INSTRUCTIONS FOR THE TASK: Reproduce word for word, from the entries below, the line with "pub fn add_pattern(&mut", the line with "pub fn add_item(&mut", and every line between them, and nothing more.
........
//! Link Card Component
//!
//! Clickable card used by the navigation pages.

use leptos::prelude::*;

use crate::context::use_app_context;
use crate::models::PrototypeLink;

#[component]
pub fn LinkCard(link: &'static PrototypeLink, action_label: &'static str) -> impl IntoView {
    let ctx = use_app_context();

    view! {
        <button
            type="button"
            class="link-card rounded-lg border bg-card px-5 py-4 text-left transition hover:bg-accent"
            data-link-id=link.id
            on:click=move |_| ctx.follow(link.href)
        >
            <p class="text-lg font-medium text-card-foreground">{link.title}</p>
            <p class="mt-1.5 text-sm text-muted-foreground">{link.description}</p>
            <p class="mt-3 text-sm font-medium text-primary">{action_label}</p>
        </button>
    }
}
//! Domain Layer
//!
//! Check sheet entities and the rules that keep their fields consistent.
//! This layer has no storage or UI dependencies.

mod entity;
mod ids;
mod response_type;
mod normal_value;
mod check_item;
mod pattern;
pub mod derivation;

pub use entity::{
    find_by_id, find_by_id_mut, position_by_id, remove_by_id, DomainError, DomainResult, Entity,
};
pub use ids::{ItemId, PatternId};
pub use response_type::{ResponseType, numeric_candidates, temperature_candidates};
pub use normal_value::NormalValue;
pub use check_item::CheckItem;
pub use pattern::Pattern;
//! Pattern Book
//!
//! In-memory store behind the check item settings page: 1..=max patterns,
//! each an ordered list of check items. All operations are synchronous and
//! run to completion; persistence happens only on explicit save/load.

use crate::config::EditorConfig;
use crate::domain::{CheckItem, DomainError, DomainResult, ItemId, Pattern};
use crate::repository::{PatternRepository, StorageResult};

/// What a successful `try_load` did to the book
#[derive(Debug, Clone, Copy, PartialEq, Eq)]
pub enum LoadOutcome {
    /// Nothing stored (or an empty collection); current state kept
    Kept,
    /// State replaced; `dropped` patterns beyond the limit were discarded
    Replaced { dropped: usize },
}

impl LoadOutcome {
    pub fn replaced(&self) -> bool {
        matches!(self, LoadOutcome::Replaced { .. })
    }
}

#[derive(Debug, Clone, PartialEq)]
pub struct PatternBook {
    patterns: Vec<Pattern>,
    config: EditorConfig,
}

impl Default for PatternBook {
    fn default() -> Self {
        Self::new(EditorConfig::default())
    }
}

impl PatternBook {
    /// A single default pattern
    pub fn new(config: EditorConfig) -> Self {
        let first = Pattern::with_blank_items(0, config.initial_item_count);
        Self {
            patterns: vec![first],
            config,
        }
    }

    pub fn config(&self) -> &EditorConfig {
        &self.config
    }

    pub fn patterns(&self) -> &[Pattern] {
        &self.patterns
    }

    pub fn pattern(&self, index: usize) -> Option<&Pattern> {
        self.patterns.get(index)
    }

    pub fn item(&self, pattern_index: usize, item_id: &ItemId) -> Option<&CheckItem> {
        self.pattern(pattern_index).and_then(|p| p.item(item_id))
    }

    pub fn len(&self) -> usize {
        self.patterns.len()
    }

    /// Always false: a book holds at least one pattern
    pub fn is_empty(&self) -> bool {
        self.patterns.is_empty()
    }

    pub fn can_add_pattern(&self) -> bool {
        self.patterns.len() < self.config.max_patterns
    }

    /// Append a default pattern; returns its index.
    /// At the cap nothing changes and `CapacityReached` is returned.
    pub fn add_pattern(&mut self) -> DomainResult<usize> {
        if !self.can_add_pattern() {
            return Err(DomainError::CapacityReached { max: self.config.max_patterns });
        }
        let index = self.patterns.len();
        self.patterns.push(Pattern::with_blank_items(index, self.config.initial_item_count));
        Ok(index)
    }

    /// Append one blank free text item; returns its id
    pub fn add_item(&mut self, pattern_index: usize) -> DomainResult<ItemId> {
        let pattern = self.pattern_mut(pattern_index)?;
        let item = CheckItem::blank();
        let id = item.id.clone();
        pattern.items.push(item);
        Ok(id)
    }

    /// Replace the item with `item_id`. The stored item keeps `item_id`
    /// even if `new_item` carries another id. Unknown ids are a no-op.
    pub fn update_item(
        &mut self,
        pattern_index: usize,
        item_id: &ItemId,
        mut new_item: CheckItem,
    ) -> DomainResult<()> {
        let pattern = self.pattern_mut(pattern_index)?;
        if let Some(slot) = pattern.item_mut(item_id) {
            new_item.id = item_id.clone();
            *slot = new_item;
        }
        Ok(())
    }

    /// Apply `f` to the current item and store the result
    pub fn modify_item<F>(&mut self, pattern_index: usize, item_id: &ItemId, f: F) -> DomainResult<()>
    where
        F: FnOnce(CheckItem) -> CheckItem,
    {
        let pattern = self.pattern_mut(pattern_index)?;
        if let Some(slot) = pattern.item_mut(item_id) {
            let mut updated = f(slot.clone());
            updated.id = item_id.clone();
            *slot = updated;
        }
        Ok(())
    }

    /// Remove the item with `item_id`; unknown ids are a no-op
    pub fn delete_item(&mut self, pattern_index: usize, item_id: &ItemId) -> DomainResult<()> {
        let pattern = self.pattern_mut(pattern_index)?;
        pattern.remove_item(item_id);
        Ok(())
    }

    /// Write the whole collection. Failure leaves the book untouched.
    pub fn save<R: PatternRepository + ?Sized>(&self, repo: &R) -> StorageResult<()> {
        repo.save(&self.patterns)
    }

    /// Replace the collection with the stored one if it loads and is
    /// non-empty. Returns whether anything was replaced; failures are logged
    /// and keep the current state.
    pub fn load<R: PatternRepository + ?Sized>(&mut self, repo: &R) -> bool {
        match self.try_load(repo) {
            Ok(LoadOutcome::Replaced { dropped }) => {
                if dropped > 0 {
                    log::warn!("stored collection over the limit, dropped {} pattern(s)", dropped);
                }
                true
            }
            Ok(LoadOutcome::Kept) => false,
            Err(e) => {
                log::warn!("failed to load saved patterns, keeping defaults: {}", e);
                false
            }
        }
    }

    /// Like `load`, but hands errors and truncation back to the caller
    pub fn try_load<R: PatternRepository + ?Sized>(&mut self, repo: &R) -> StorageResult<LoadOutcome> {
        match repo.load()? {
            Some(patterns) if !patterns.is_empty() => Ok(self.replace_patterns(patterns)),
            _ => Ok(LoadOutcome::Kept),
        }
    }

    fn replace_patterns(&mut self, mut patterns: Vec<Pattern>) -> LoadOutcome {
        let dropped = patterns.len().saturating_sub(self.config.max_patterns);
        patterns.truncate(self.config.max_patterns);
        self.patterns = patterns;
        LoadOutcome::Replaced { dropped }
    }

    fn pattern_mut(&mut self, index: usize) -> DomainResult<&mut Pattern> {
        self.patterns.get_mut(index).ok_or(DomainError::PatternNotFound(index))
    }
}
........
OUTPUT:
    pub fn add_pattern(&mut self) -> DomainResult<usize> {
        if !self.can_add_pattern() {
            return Err(DomainError::CapacityReached { max: self.config.max_patterns });
        }
        let index = self.patterns.len();
        self.patterns.push(Pattern::with_blank_items(index, self.config.initial_item_count));
        Ok(index)
    }

    /// Append one blank free text item; returns its id
    pub fn add_item(&mut self, pattern_index: usize) -> DomainResult<ItemId> {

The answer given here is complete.